MOSCOW: On a bridge next to the Kremlin on a drizzly Friday morning, a lone Russian police officer stood looking at the half-dozen bunches of flowers laying in memory of slain opposition figure Boris Nemtsov.
The symbolism was almost too much.
Four years into Moscow’s full-scale offensive on Ukraine, which has seen President Vladimir Putin eradicate all forms of dissent and usher in strict military censorship laws that have silenced his critics, few Russians dared, or wanted, to pay tribute.
Nemtsov, a longtime Putin opponent, was shot and killed on February 27 2015, meters from the Kremlin’s red walls. He was 55.
Hundreds used to flock to the makeshift memorial on the anniversary of his death, which came on Friday.
This year, there was barely a trickle. Those who turned up were visibly nervous.
“So few people, they’ve all forgotten,” lamented one elderly man, who refused to give his name.
“Everybody is afraid,” a woman standing nearby added.
Since Russia ordered troops into Ukraine it has intensified a crackdown on dissent, with almost no opposition to the Kremlin visible on the street.
AFP reporters on Friday morning saw only around a dozen mourners alongside Western ambassadors laying red carnations.
“Keep moving, don’t gather in a crowd, don’t block the way for other citizens,” a police officer said through a megaphone.
Three days after Russia launched its offensive on Ukraine in 2022, protesters had staged an impromptu rally against the war at the memorial on the anniversary of Nemtsov’s death.
Nemtsov’s supporters have always accused Chechen leader and key Putin ally Ramzan Kadyrov of ordering his killing.
Kadyrov has rejected the claims.
Five Chechens were convicted of a contract killing but investigators never said who it was ordered by.

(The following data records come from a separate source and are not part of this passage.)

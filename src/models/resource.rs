use chrono::{DateTime, Utc};
use serde::{Deserialize, Serialize};

use crate::catalog::ResourceType;

/// A proposed cloud resource with its estimated cost
#[derive(Debug, Clone, Serialize, Deserialize, PartialEq)]
pub struct ResourceRecommendation {
    pub resource_type: ResourceType,
    pub name: String,
    #[serde(default)]
    pub description: String,
    /// USD per month, never negative
    #[serde(default)]
    pub estimated_monthly_cost: f64,
    #[serde(default)]
    pub configuration: serde_json::Map<String, serde_json::Value>,
    /// Sibling recommendations that must be Active before this one is submitted
    #[serde(default, skip_serializing_if = "Vec::is_empty")]
    pub depends_on: Vec<String>,
}

impl ResourceRecommendation {
    pub fn new(
        resource_type: ResourceType,
        name: impl Into<String>,
        description: impl Into<String>,
        estimated_monthly_cost: f64,
    ) -> Self {
        Self {
            resource_type,
            name: name.into(),
            description: description.into(),
            estimated_monthly_cost: estimated_monthly_cost.max(0.0),
            configuration: serde_json::Map::new(),
            depends_on: Vec::new(),
        }
    }

    pub fn with_config(mut self, key: &str, value: impl Into<serde_json::Value>) -> Self {
        self.configuration.insert(key.to_string(), value.into());
        self
    }

    pub fn depends_on(mut self, name: impl Into<String>) -> Self {
        self.depends_on.push(name.into());
        self
    }
}

/// One entry of a provisioning confirmation.
///
/// Clients may echo the recommendation objects from an analysis back verbatim
/// or send just their names. Either way the stored recommendation is what gets
/// provisioned; an echoed object only has to agree on `name` and `resource_type`.
#[derive(Debug, Clone, Serialize, Deserialize, PartialEq)]
#[serde(untagged)]
pub enum ConfirmedResource {
    Name(String),
    Recommendation(ResourceRecommendation),
}

impl ConfirmedResource {
    pub fn name(&self) -> &str {
        match self {
            ConfirmedResource::Name(name) => name,
            ConfirmedResource::Recommendation(rec) => &rec.name,
        }
    }

    /// Whether this entry refers to the stored `recommendation`
    pub fn matches(&self, recommendation: &ResourceRecommendation) -> bool {
        match self {
            ConfirmedResource::Name(name) => *name == recommendation.name,
            ConfirmedResource::Recommendation(rec) => {
                rec.name == recommendation.name && rec.resource_type == recommendation.resource_type
            }
        }
    }
}

impl From<String> for ConfirmedResource {
    fn from(name: String) -> Self {
        ConfirmedResource::Name(name)
    }
}

impl From<&str> for ConfirmedResource {
    fn from(name: &str) -> Self {
        ConfirmedResource::Name(name.to_string())
    }
}

impl From<ResourceRecommendation> for ConfirmedResource {
    fn from(recommendation: ResourceRecommendation) -> Self {
        ConfirmedResource::Recommendation(recommendation)
    }
}

#[derive(Debug, Clone, Copy, Serialize, Deserialize, PartialEq, Eq)]
#[serde(rename_all = "snake_case")]
pub enum ResourceStatus {
    Pending,
    Active,
    Error,
    Terminated,
}

impl ResourceStatus {
    /// No further backend activity is expected for the current attempt
    pub fn is_terminal(&self) -> bool {
        !matches!(self, ResourceStatus::Pending)
    }
}

impl std::fmt::Display for ResourceStatus {
    fn fmt(&self, f: &mut std::fmt::Formatter<'_>) -> std::fmt::Result {
        match self {
            ResourceStatus::Pending => write!(f, "pending"),
            ResourceStatus::Active => write!(f, "active"),
            ResourceStatus::Error => write!(f, "error"),
            ResourceStatus::Terminated => write!(f, "terminated"),
        }
    }
}

/// Where a resource stands with respect to the backend's provision call
#[derive(Debug, Clone, Copy, Serialize, Deserialize, PartialEq, Eq, Default)]
#[serde(rename_all = "snake_case")]
pub enum SubmissionPhase {
    #[default]
    NotSubmitted,
    /// The provision call was issued but not yet acknowledged
    Submitting,
    Acknowledged,
}

/// Backend-acknowledged counterpart of a confirmed recommendation
#[derive(Debug, Clone, Serialize, Deserialize, PartialEq)]
pub struct ProvisionedResource {
    pub name: String,
    pub resource_type: ResourceType,
    pub provider_id: Option<String>,
    pub status: ResourceStatus,
    pub error_detail: Option<String>,
    #[serde(default)]
    pub attempts: u32,
    #[serde(default)]
    pub submission: SubmissionPhase,
    #[serde(default, skip_serializing_if = "Option::is_none")]
    pub details: Option<serde_json::Value>,
    #[serde(default, skip_serializing_if = "Option::is_none")]
    pub access_info: Option<serde_json::Value>,
    pub updated_at: DateTime<Utc>,
}

impl ProvisionedResource {
    pub fn pending(recommendation: &ResourceRecommendation) -> Self {
        Self {
            name: recommendation.name.clone(),
            resource_type: recommendation.resource_type,
            provider_id: None,
            status: ResourceStatus::Pending,
            error_detail: None,
            attempts: 0,
            submission: SubmissionPhase::NotSubmitted,
            details: None,
            access_info: None,
            updated_at: Utc::now(),
        }
    }

    pub fn mark_error(&mut self, detail: impl Into<String>) {
        self.status = ResourceStatus::Error;
        self.error_detail = Some(detail.into());
        self.updated_at = Utc::now();
    }

    /// Put an errored resource back in line for another attempt
    /// Failed in the last attempt, either still in Error or already cleaned up
    pub fn needs_retry(&self) -> bool {
        matches!(self.status, ResourceStatus::Error | ResourceStatus::Terminated)
    }

    pub fn reset_for_retry(&mut self) {
        self.status = ResourceStatus::Pending;
        self.error_detail = None;
        self.provider_id = None;
        self.submission = SubmissionPhase::NotSubmitted;
        self.attempts = 0;
        self.updated_at = Utc::now();
    }
}

#[cfg(test)]
mod tests {
    use super::*;

    #[test]
    fn test_negative_cost_is_clamped() {
        let rec = ResourceRecommendation::new(ResourceType::Network, "Vcn", "network", -4.0);
        assert_eq!(rec.estimated_monthly_cost, 0.0);
    }

    #[test]
    fn test_pending_resource_from_recommendation() {
        let rec = ResourceRecommendation::new(ResourceType::Compute, "WebServer", "vm", 50.0)
            .with_config("ocpus", 1)
            .depends_on("WebsiteVCN");
        let resource = ProvisionedResource::pending(&rec);

        assert_eq!(resource.name, "WebServer");
        assert_eq!(resource.status, ResourceStatus::Pending);
        assert_eq!(resource.submission, SubmissionPhase::NotSubmitted);
        assert!(!resource.status.is_terminal());
    }

    #[test]
    fn test_status_serialization() {
        assert_eq!(
            serde_json::to_string(&ResourceStatus::Terminated).unwrap(),
            "\"terminated\""
        );
        assert_eq!(
            serde_json::to_string(&SubmissionPhase::NotSubmitted).unwrap(),
            "\"not_submitted\""
        );
    }

    #[test]
    fn test_confirmation_accepts_names_and_echoed_objects() {
        let entries: Vec<ConfirmedResource> = serde_json::from_value(serde_json::json!([
            "WebServer",
            {
                "resource_type": "database",
                "name": "WebsiteDB",
                "description": "Managed database",
                "estimated_monthly_cost": 180.0,
                "configuration": {"engine": "postgres"}
            },
            {"resource_type": "storage", "name": "WebsiteStorage"}
        ]))
        .unwrap();

        assert_eq!(entries[0], ConfirmedResource::Name("WebServer".to_string()));
        assert_eq!(entries[1].name(), "WebsiteDB");
        assert_eq!(entries[2].name(), "WebsiteStorage");

        let db = ResourceRecommendation::new(ResourceType::Database, "WebsiteDB", "", 180.0);
        assert!(entries[1].matches(&db));
        let mislabeled = ResourceRecommendation::new(ResourceType::Compute, "WebsiteDB", "", 0.0);
        assert!(!entries[1].matches(&mislabeled));
        assert!(!entries[0].matches(&db));
    }
}
//! JSON-RPC 2.0 transport for the orchestrator
//!
//! A small JSON-RPC 2.0 implementation with LSP-style Content-Length framing,
//! served over stdio or a Unix domain socket.

pub mod methods;
pub mod protocol;
pub mod server;
pub mod transport;

pub use methods::{register_cloudwright_methods, ALL_METHODS};
pub use protocol::{JsonRpcError, JsonRpcRequest, JsonRpcResponse};
pub use server::{serve_connection, JsonRpcServer, MethodHandler, MethodRegistry};
pub use transport::{FrameReader, FrameWriter, IpcConnection, TransportConfig};

pub const JSONRPC_VERSION: &str = "2.0";
//! Provisioning backend boundary.
//!
//! The orchestrator only sees this trait: start a provision, poll it, tear it
//! down. A simulated implementation ships for the default server and tests.

use async_trait::async_trait;
use serde::{Deserialize, Serialize};

use crate::catalog::ResourceType;
use crate::models::{ResourceRecommendation, ResourceStatus};

pub mod simulated;

pub use simulated::{ScriptedOutcome, SimulatedBackend};

/// Failures reported by the provider API
#[derive(Debug, Clone, PartialEq, thiserror::Error)]
pub enum BackendError {
    #[error("quota exceeded: {0}")]
    QuotaExceeded(String),

    #[error("authorization denied: {0}")]
    AuthorizationDenied(String),

    #[error("invalid configuration: {0}")]
    InvalidConfiguration(String),

    /// Throttling, timeouts, 5xx; worth retrying
    #[error("backend unavailable: {0}")]
    Unavailable(String),

    #[error("unknown provider id: {0}")]
    NotFound(String),
}

impl BackendError {
    pub fn is_transient(&self) -> bool {
        matches!(self, BackendError::Unavailable(_))
    }
}

/// Reference to an in-flight provision, returned once the backend acknowledges it
#[derive(Debug, Clone, PartialEq, Serialize, Deserialize)]
pub struct ProvisioningHandle {
    pub provider_id: String,
    pub name: String,
    pub resource_type: ResourceType,
}

/// What the backend currently reports for one resource
#[derive(Debug, Clone, PartialEq)]
pub struct ResourceObservation {
    pub status: ResourceStatus,
    pub error_detail: Option<String>,
    pub details: Option<serde_json::Value>,
    pub access_info: Option<serde_json::Value>,
}

impl ResourceObservation {
    pub fn pending() -> Self {
        Self {
            status: ResourceStatus::Pending,
            error_detail: None,
            details: None,
            access_info: None,
        }
    }
}

#[async_trait]
pub trait ProvisioningBackend: Send + Sync {
    /// Start provisioning; returns as soon as the backend acknowledges the request
    async fn provision(
        &self,
        recommendation: &ResourceRecommendation,
    ) -> Result<ProvisioningHandle, BackendError>;

    async fn poll(&self, handle: &ProvisioningHandle) -> Result<ResourceObservation, BackendError>;

    /// Best-effort removal of a provisioned resource
    async fn teardown(&self, provider_id: &str) -> Result<(), BackendError>;
}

- ‘Everything is persecuted’ -

For his followers, Nemtsov is a totemic figure in Russian political life — seen as a once-future leader who might have taken the country on a different path.
“I come here every year,” said 79-year-old scientist Sergei at the bridge on Friday.
“Russia should have had — though unfortunately it didn’t work out — a leader exactly like Nemtsov,” he told AFP, declining to give his surname.
“Right now everything here is suppressed, everything is persecuted, people are sitting in prisons.”
A physicist by education, Nemtsov rose to fame in the 1990s as a young, liberal provincial governor, and was widely tipped to take over from Boris Yeltsin.
He gave his hesitant backing to Putin when the ex-KGB spy was tapped to enter the Kremlin instead, but became an early — and fierce — opponent of what he cast as the Russian leader’s creeping authoritarianism.
He had largely lost popularity and was only a marginal figure in Russian politics when he was killed in 2015. Still, his murder shocked the country and the world.
“The hopes of the whole country were pinned on him — of all the people who wanted it to be free here,” said Olga Vinogradova, a 66-year-old volunteer who tends to the pop-up memorial to Nemtsov on the bridge.
“When this man was killed, naturally, all of us were, we were all just executed at that moment. Because our hopes were destroyed,” she said.
“With this memorial, we remind people that there was a different path for Russia. And that there was a real person who could have led us down this path.”

- ‘Forced out’ -

Nemtsov had strongly opposed Putin’s 2014 annexation of Crimea from Ukraine and Moscow’s military backing for pro-Russian separatists in eastern Ukraine.
He was also a close and early ally of Alexei Navalny, who died in 2024 in an Arctic prison in what his supports say was a poisoning.
Open opposition to the Kremlin is unheard of inside Russia since the first days of the Ukraine offensive — when riot police cracked down hard on the thousands that took to the streets to protest.
All major critics of the Kremlin are in exile, prison or dead.
Those that remain have been silenced.
“Many have been forced out of the country, some have been killed,” said Gleb, a 23-year-old photographer.
A movement or person like Nemtsov was “impossible” to imagine right now, he said.
Still, he held on to a slither of hope.
“But everything can change at any moment.”